** Work order **
After reading the entries below, copy word for word the lines from the first through the line containing "that can be", and stop there.

** Saved data entries **
↓↓↓

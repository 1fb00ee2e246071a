//! Memory-mapped, incrementally updatable Patricia-trie dictionary engine
//! for predictive text.
//!
//! Talpa stores words, their unigram probabilities, n-gram probabilities,
//! shortcuts, and usage-decay metadata in a compact binary format that can be
//! opened straight off an mmap and mutated in place by appending — plus the
//! garbage collector that compacts it all back down.
//!
//! # Architecture
//!
//! ```text
//! ┌────────────┐   ┌──────────────┐   ┌─────────────┐
//! │  buffer    │──▶│ table        │──▶│  lm         │
//! │ (regions,  │   │ (sparse,     │   │ (entries,   │
//! │  codecs)   │   │  trie map)   │   │  decay)     │
//! └────────────┘   └──────────────┘   └─────────────┘
//!        │                 │                 │
//!        ▼                 ▼                 ▼
//! ┌────────────┐   ┌──────────────┐   ┌─────────────┐
//! │  trie      │──▶│ update       │──▶│  gc         │
//! │ (PtNode    │   │ (insert,     │   │ (five-phase │
//! │  model)    │   │  remove)     │   │  compaction)│
//! └────────────┘   └──────────────┘   └─────────────┘
//!        │                 │                 │
//!        └────────┬────────┴────────┬────────┘
//!                 ▼                 ▼
//!          ┌────────────┐   ┌──────────────┐
//!          │  header    │   │  dict        │
//!          │ (format,   │   │ (facade,     │
//!          │  attrs)    │   │  file I/O)   │
//!          └────────────┘   └──────────────┘
//! ```
//!
//! # Contracts worth knowing
//!
//! - **Single-threaded**: no internal locking; the host serializes access.
//! - **Append-only mutation**: stored bytes change meaning only at GC time;
//!   everything else is tail writes plus fixed-width in-place patches.
//! - **Fail closed, degrade soft**: format errors abort an open; corruption
//!   detected later flips a sticky flag and operations return empty results
//!   instead of crashing the host keyboard.

// Module declarations
pub mod buffer;
pub mod clock;
pub mod content;
pub mod dict;
pub mod gc;
pub mod header;
pub mod lm;
pub mod table;
pub mod trie;
pub mod update;

// Re-exports for the public API
pub use clock::{Clock, FixedClock, SystemClock};
pub use content::{ShortcutTarget, WHITELIST_SHORTCUT_PROBABILITY};
pub use dict::property::{NgramContext, NgramProperty, UnigramProperty, WordProperty};
pub use dict::{
    Dictionary, BIGRAM_COUNT_QUERY, MAX_BIGRAM_COUNT_QUERY, MAX_UNIGRAM_COUNT_QUERY,
    UNIGRAM_COUNT_QUERY,
};
pub use header::{AttributeMap, FormatVersion, HeaderPolicy};
pub use lm::{HistoricalInfo, MAX_PROBABILITY};
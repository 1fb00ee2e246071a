use clap::{Parser, Subcommand};

#[derive(Parser)]
#[command(
    name = "talpa",
    about = "Patricia-trie dictionary engine for predictive text",
    version
)]
pub struct Cli {
    #[command(subcommand)]
    pub command: Commands,
}

#[derive(Subcommand)]
pub enum Commands {
    /// Create an empty dictionary directory
    Create {
        /// Target dictionary directory (its name becomes the dictionary name)
        dir: String,

        /// Dictionary locale, e.g. "en"
        #[arg(short, long, default_value = "en")]
        locale: String,

        /// Format version (402 or 403)
        #[arg(long, default_value_t = 403)]
        version: u16,

        /// Enable the forgetting curve (decaying dictionary)
        #[arg(long)]
        decaying: bool,
    },

    /// Add unigrams from stdin or arguments ("word probability" pairs)
    Add {
        /// Dictionary directory
        dir: String,

        /// Words as word=probability pairs, e.g. cat=120
        words: Vec<String>,
    },

    /// Look up a word's probability and stored property
    Lookup {
        /// Dictionary directory
        dir: String,

        /// Word to look up
        word: String,
    },

    /// Inspect a dictionary: header attributes and counts as JSON
    Inspect {
        /// Dictionary directory
        dir: String,
    },

    /// Compact a dictionary in place (flush with GC)
    Compact {
        /// Dictionary directory
        dir: String,
    },
}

↑↑↑

** Final answer **
repository 1fb00ee2e246071a
//! Memory-mapped, incrementally updatable Patricia-trie dictionary engine
//! for predictive text.
//!
//! Talpa stores words, their unigram probabilities, n-gram probabilities,
//! shortcuts, and usage-decay metadata in a compact binary format that can be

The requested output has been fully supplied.